* [Work request]: Every record below is to be reproduced exactly.

───

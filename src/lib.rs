//! # streamgate
//!
//! Bounded-memory streaming pipelines over paged data sources.
//!
//! A pipeline pulls records from a [`SourceAdapter`](source::SourceAdapter)
//! in chunks, transforms each record, maintains global and grouped
//! aggregations incrementally, and delivers results to the caller through a
//! bounded, lazily pulled stream. Memory stays bounded end to end:
//!
//! - **Demand-driven production**: the Producer fetches only what the
//!   Aggregate Stage asked for, and the stage asks only for what fits in the
//!   caller's output buffer.
//! - **Memory circuit breaker**: production degrades and then pauses as
//!   process memory approaches a configured limit.
//! - **Bounded grouping**: each grouped aggregation caps its number of keys
//!   and counts the records it had to reject.
//! - **Supervision**: a registry reconciles pipeline status from the exit of
//!   its execution units, and a health monitor pauses, then kills, pipelines
//!   under sustained memory pressure.
//!
//! ## Quick Start
//!
//! ```rust,no_run
//! use futures::StreamExt;
//! use std::sync::Arc;
//! use streamgate::config::{AggregationSpec, GroupedAggregationSpec, PipelineConfig};
//! use streamgate::coordinator::Coordinator;
//! use streamgate::source::VecSource;
//! use streamgate::transform::IdentityTransform;
//!
//! # async fn run(records: Vec<streamgate::record::Record>) -> Result<(), streamgate::error::PipelineError> {
//! let coordinator = Coordinator::new();
//! let config = PipelineConfig::default()
//!   .with_aggregation(AggregationSpec::sum("revenue", "amount"))
//!   .with_grouped_aggregation(
//!     GroupedAggregationSpec::new("by_territory", ["territory"])
//!       .with_aggregation(AggregationSpec::count("orders")),
//!   );
//! let (id, mut stream) = coordinator
//!   .start(config, Arc::new(VecSource::new(records)), Arc::new(IdentityTransform))
//!   .await?;
//! while let Some(item) = stream.next().await {
//!   let _item = item?;
//! }
//! println!("{:?}", coordinator.status(&id)?);
//! # Ok(())
//! # }
//! ```

#![warn(missing_docs)]

pub mod aggregate;
pub mod config;
pub mod control;
pub mod coordinator;
pub mod error;
pub mod health;
pub mod memory;
pub mod metrics;
pub mod producer;
pub mod record;
pub mod registry;
pub mod retry;
pub mod source;
pub mod stage;
pub mod supervision;
pub mod telemetry;
pub mod transform;

pub use aggregate::{AggregationSnapshot, AggregationState};
pub use config::{AggregateFunction, AggregationSpec, GroupedAggregationSpec, PipelineConfig, SortOrder};
pub use coordinator::{Coordinator, PipelineStatusReport, PipelineStream};
pub use error::{ConfigError, PipelineError, SourceError, TransformError};
pub use health::{HealthMonitor, HealthMonitorConfig, HealthReport};
pub use record::{FieldPath, Record};
pub use registry::{PipelineId, PipelineInfo, PipelineStatus, Registry};
pub use source::{SourceAdapter, VecSource};
pub use stage::StreamItem;
pub use telemetry::{Reporter, TelemetryEvent};
pub use transform::RecordTransform;

#[cfg(test)]
mod producer_test;
#[cfg(test)]
mod registry_test;
#[cfg(test)]
mod stage_test;
#[cfg(test)]
mod test_support;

───

* [Solution]:
filename src/lib.rs
//! # streamgate
//!
//! Bounded-memory streaming pipelines over paged data sources.
//!
//! A pipeline pulls records from a [`SourceAdapter`](source::SourceAdapter)
//! in chunks, transforms each record, maintains global and grouped
//! aggregations incrementally, and delivers results to the caller through a
//! bounded, lazily pulled stream. Memory stays bounded end to end:
//!
//! - **Demand-driven production**: the Producer fetches only what the
//!   Aggregate Stage asked for, and the stage asks only for what fits in the
//!   caller's output buffer.
//! - **Memory circuit breaker**: production degrades and then pauses as
//!   process memory approaches a configured limit.
//! - **Bounded grouping**: each grouped aggregation caps its number of keys
//!   and counts the records it had to reject.
//! - **Supervision**: a registry reconciles pipeline status from the exit of
//!   its execution units, and a health monitor pauses, then kills, pipelines
//!   under sustained memory pressure.
//!
//! ## Quick Start
//!
//! ```rust,no_run
//! use futures::StreamExt;
//! use std::sync::Arc;
//! use streamgate::config::{AggregationSpec, GroupedAggregationSpec, PipelineConfig};
//! use streamgate::coordinator::Coordinator;
//! use streamgate::source::VecSource;
//! use streamgate::transform::IdentityTransform;
//!
//! # async fn run(records: Vec<streamgate::record::Record>) -> Result<(), streamgate::error::PipelineError> {
//! let coordinator = Coordinator::new();
//! let config = PipelineConfig::default()
//!   .with_aggregation(AggregationSpec::sum("revenue", "amount"))
//!   .with_grouped_aggregation(
//!     GroupedAggregationSpec::new("by_territory", ["territory"])
//!       .with_aggregation(AggregationSpec::count("orders")),
//!   );
//! let (id, mut stream) = coordinator
//!   .start(config, Arc::new(VecSource::new(records)), Arc::new(IdentityTransform))
//!   .await?;
//! while let Some(item) = stream.next().await {
//!   let _item = item?;
//! }
//! println!("{:?}", coordinator.status(&id)?);
//! # Ok(())
//! # }
//! ```

#![warn(missing_docs)]

pub mod aggregate;
pub mod config;
pub mod control;
pub mod coordinator;
pub mod error;
pub mod health;
pub mod memory;
pub mod metrics;
pub mod producer;
pub mod record;
pub mod registry;
pub mod retry;
pub mod source;
pub mod stage;
pub mod supervision;
pub mod telemetry;
pub mod transform;

pub use aggregate::{AggregationSnapshot, AggregationState};
pub use config::{AggregateFunction, AggregationSpec, GroupedAggregationSpec, PipelineConfig, SortOrder};
pub use coordinator::{Coordinator, PipelineStatusReport, PipelineStream};
pub use error::{ConfigError, PipelineError, SourceError, TransformError};
pub use health::{HealthMonitor, HealthMonitorConfig, HealthReport};
pub use record::{FieldPath, Record};
pub use registry::{PipelineId, PipelineInfo, PipelineStatus, Registry};
pub use source::{SourceAdapter, VecSource};
pub use stage::StreamItem;
pub use telemetry::{Reporter, TelemetryEvent};
pub use transform::RecordTransform;

#[cfg(test)]
mod producer_test;
#[cfg(test)]
mod registry_test;
#[cfg(test)]
mod stage_test;
#[cfg(test)]
mod test_support;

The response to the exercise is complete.